XXVIII Rzeszowskie Spotkanie Fanów SW :: Fandom

Data: 07.02.2009
Miejsce: cukiernia "Bulanda", "Piwniczka rycerska"

Program spotkania:
  • porcja nowinek,
  • omówienie zbliżającego się R-konu,
  • „Sylwetki silnych Mocą”,
  • garść gwiezdnowojennych ciekawostek.



    Lista obecnych (tak dla urozmaicenia, bo zwykle jej nie ma):

    1. Abe
    2. Balduran
    3. Halski
    4. Kasis
    5. Max
    6. Monster
    7. Nen Yim
    8. promil
    9. Stachu
    10. Tori

    Spotkanie niby zwyczajne, a jednak troszeczkę przełomowe.
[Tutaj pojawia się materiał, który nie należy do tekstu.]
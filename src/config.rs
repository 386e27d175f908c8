// SPDX-License-Identifier: Apache-2.0

//! Service configuration
//!
//! Loaded once at startup from an optional JSON file, then overridden by
//! `ASSUMPTION_GATE_*` environment variables, then validated into an
//! immutable allow-list.

use std::collections::HashSet;
use std::net::SocketAddr;
use std::path::{Path, PathBuf};
use std::time::Duration;

use serde::{Deserialize, Serialize};
use thiserror::Error;

use crate::auth::AllowListEntry;
use crate::interceptor::AuditConfig;
use crate::observability::Sensitive;

pub const ENV_CONFIG_PATH: &str = "ASSUMPTION_GATE_CONFIG";
pub const ENV_ENABLED: &str = "ASSUMPTION_GATE_ENABLED";
pub const ENV_BIND_ADDR: &str = "ASSUMPTION_GATE_BIND_ADDR";
pub const ENV_DATABASE_URL: &str = "ASSUMPTION_GATE_DATABASE_URL";
pub const ENV_QUERY_TIMEOUT_MS: &str = "ASSUMPTION_GATE_QUERY_TIMEOUT_MS";
pub const ENV_AUDIT_DIR: &str = "ASSUMPTION_GATE_AUDIT_DIR";
pub const ENV_LOG_DIR: &str = "ASSUMPTION_GATE_LOG_DIR";

const MAX_QUERY_TIMEOUT_MS: u64 = 60_000;

/// Startup configuration failures
#[derive(Debug, Error)]
pub enum ConfigError {
    #[error("Failed to read config file {path:?}: {source}")]
    Read {
        path: PathBuf,
        #[source]
        source: std::io::Error,
    },

    #[error("Failed to parse config file {path:?}: {source}")]
    Parse {
        path: PathBuf,
        #[source]
        source: serde_json::Error,
    },

    #[error("Invalid value for {name}: {message}")]
    InvalidEnv { name: &'static str, message: String },

    #[error("Invalid configuration: {0}")]
    Invalid(String),

    #[error("Failed to open row store: {0}")]
    RowStore(#[source] gate_core::GateError),

    #[error("Failed to open audit log: {0}")]
    Audit(#[source] std::io::Error),
}

/// One allow-list entry as written in the config file
#[derive(Debug, Clone, Serialize, Deserialize)]
pub struct AllowListConfig {
    pub address: String,
    pub credential: Sensitive<String>,
    pub label: String,
}

#[derive(Debug, Clone, Serialize, Deserialize)]
#[serde(default)]
pub struct GateConfig {
    /// Off unless explicitly switched on
    pub enabled: bool,
    pub bind_addr: SocketAddr,
    /// `mysql://...` or `sqlite:...`
    pub database_url: Option<Sensitive<String>>,
    pub query_timeout_ms: u64,
    pub max_connections: u32,
    pub allow_list: Vec<AllowListConfig>,
    pub audit: AuditConfig,
    pub log_dir: Option<PathBuf>,
    pub log_json: bool,
}

impl Default for GateConfig {
    fn default() -> Self {
        Self {
            enabled: false,
            bind_addr: SocketAddr::from(([127, 0, 0, 1], 8787)),
            database_url: None,
            query_timeout_ms: 5000,
            max_connections: 4,
            allow_list: Vec::new(),
            audit: AuditConfig::default(),
            log_dir: None,
            log_json: false,
        }
    }
}

impl GateConfig {
    /// Reads the file (when given) and applies process environment overrides.
    ///
    /// Without an explicit path, `ASSUMPTION_GATE_CONFIG` is consulted.
    pub fn load(path: Option<&Path>) -> Result<Self, ConfigError> {
        let env_path = std::env::var_os(ENV_CONFIG_PATH).map(PathBuf::from);
        let mut config = match path.map(Path::to_path_buf).or(env_path) {
            Some(path) => Self::from_file(&path)?,
            None => Self::default(),
        };
        config.apply_env(|name| std::env::var(name).ok())?;
        Ok(config)
    }

    pub fn from_file(path: &Path) -> Result<Self, ConfigError> {
        let raw = std::fs::read_to_string(path).map_err(|source| ConfigError::Read {
            path: path.to_path_buf(),
            source,
        })?;
        serde_json::from_str(&raw).map_err(|source| ConfigError::Parse {
            path: path.to_path_buf(),
            source,
        })
    }

    /// Applies `ASSUMPTION_GATE_*` overrides read through `lookup`.
    pub fn apply_env<F>(&mut self, lookup: F) -> Result<(), ConfigError>
    where
        F: Fn(&str) -> Option<String>,
    {
        if let Some(raw) = lookup(ENV_ENABLED) {
            self.enabled = parse_bool(&raw).ok_or_else(|| ConfigError::InvalidEnv {
                name: ENV_ENABLED,
                message: "expected true/false".to_string(),
            })?;
        }
        if let Some(raw) = lookup(ENV_BIND_ADDR) {
            self.bind_addr = raw.trim().parse().map_err(|_| ConfigError::InvalidEnv {
                name: ENV_BIND_ADDR,
                message: "expected host:port".to_string(),
            })?;
        }
        if let Some(raw) = lookup(ENV_DATABASE_URL) {
            self.database_url = Some(Sensitive::new(raw.trim().to_string()));
        }
        if let Some(raw) = lookup(ENV_QUERY_TIMEOUT_MS) {
            self.query_timeout_ms = raw.trim().parse().map_err(|_| ConfigError::InvalidEnv {
                name: ENV_QUERY_TIMEOUT_MS,
                message: "expected milliseconds".to_string(),
            })?;
        }
        if let Some(raw) = lookup(ENV_AUDIT_DIR) {
            self.audit.directory = Some(PathBuf::from(raw.trim()));
        }
        if let Some(raw) = lookup(ENV_LOG_DIR) {
            self.log_dir = Some(PathBuf::from(raw.trim()));
        }
        Ok(())
    }

    /// Validates settings and builds the allow-list.
    ///
    /// Entry errors name the entry's label, never its credential.
    pub fn allow_list_entries(&self) -> Result<Vec<AllowListEntry>, ConfigError> {
        if self.query_timeout_ms == 0 || self.query_timeout_ms > MAX_QUERY_TIMEOUT_MS {
            return Err(ConfigError::Invalid(format!(
                "query_timeout_ms must be between 1 and {MAX_QUERY_TIMEOUT_MS}"
            )));
        }

        let mut labels = HashSet::new();
        let mut entries = Vec::with_capacity(self.allow_list.len());
        for raw in &self.allow_list {
            if !labels.insert(raw.label.as_str()) {
                return Err(ConfigError::Invalid(format!(
                    "duplicate allow-list label '{}'",
                    raw.label
                )));
            }
            let entry = AllowListEntry::new(
                raw.address.as_str(),
                raw.credential.expose().as_str(),
                raw.label.as_str(),
            )
            .map_err(|e| ConfigError::Invalid(e.public_message()))?;
            entries.push(entry);
        }
        Ok(entries)
    }

    pub fn query_timeout(&self) -> Duration {
        Duration::from_millis(self.query_timeout_ms)
    }
}

fn parse_bool(raw: &str) -> Option<bool> {
    match raw.trim().to_ascii_lowercase().as_str() {
        "1" | "true" | "yes" | "on" => Some(true),
        "0" | "false" | "no" | "off" => Some(false),
        _ => None,
    }
}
Ale po kolei.
    Kiedy dotarłam z bratem pod „Bulandę” fani już się pomału gromadzili (Tori z rozczarowaniem stwierdził, że jestem przed czasem) i na wstępie oznajmili, że w cukierni brak wolnych miejsc. Weszłam zbadać sytuację i już po chwili mogliśmy zasiąść przy jednym z większych stolików.
    Rozmawialiśmy o R-konie i nowinkach, czas pomału płynął i właśnie dołączył do nas dziesiąty fan, gdy nastąpiło przełomowe wydarzenie – wyrzucono nas z lokalu :D Myślę, że każdy szanujący się lokalny fandom musi coś takiego zaliczyć i my również idąc za przykładem innych miast odfajkowaliśmy to wydarzenie.
    Postaliśmy chwilę na rzeszowskim deptaku i w końcu postanowiliśmy spróbować szczęścia w najbliższej knajpie – „Piwniczce rycerskiej”. Tam w większej sali było praktycznie pusto, tylko przy jednym ze stołów siedziało kilka osób, które na nasz widok podniosły się i wyszły :D Zdawało mi się nawet, że usłyszałam jak jedna z nich mówi „atak klonów”.
    Rozlokowaliśmy się więc przy największym stole i kontynuowaliśmy spotkanie. Były kolejne nowinki, ciekawostki i rozmowy o SW. W ramach cyklu „Silni Mocą” przyjrzeliśmy się mistrzyni Jedi Yaddle, a ja zaprezentowałam swoje gwiezdnowojenne zdobycze z targu staroci.
    Jeśli o mnie chodzi to bawiłam się bardzo dobrze, myślę, że było sympatycznie i starwarsowo. I tylko przepraszam Nen i Halskiego za oblanie ich sokiem z czarnej porzeczki.
    Po jakimś czasie sąsiednie stoliki zajęła liczna mhroczna młodzież, która skutecznie zadymiła całą salę i zagłuszała nasze rozmowy. Dlatego w końcu zdecydowaliśmy się opuścić lokal i w ramach dotlenienia odbyliśmy mały spacer. I na tym zakończyło się to historyczne spotkanie.

    Kasis


  • TAGI: Relacja (301) Rzeszów (32)

    KOMENTARZE (0)

    ABY DODAWAĆ KOMENTARZE MUSISZ SIĘ ZALOGOWAĆ:

      REJESTRACJA RESET HASŁA
    Loading..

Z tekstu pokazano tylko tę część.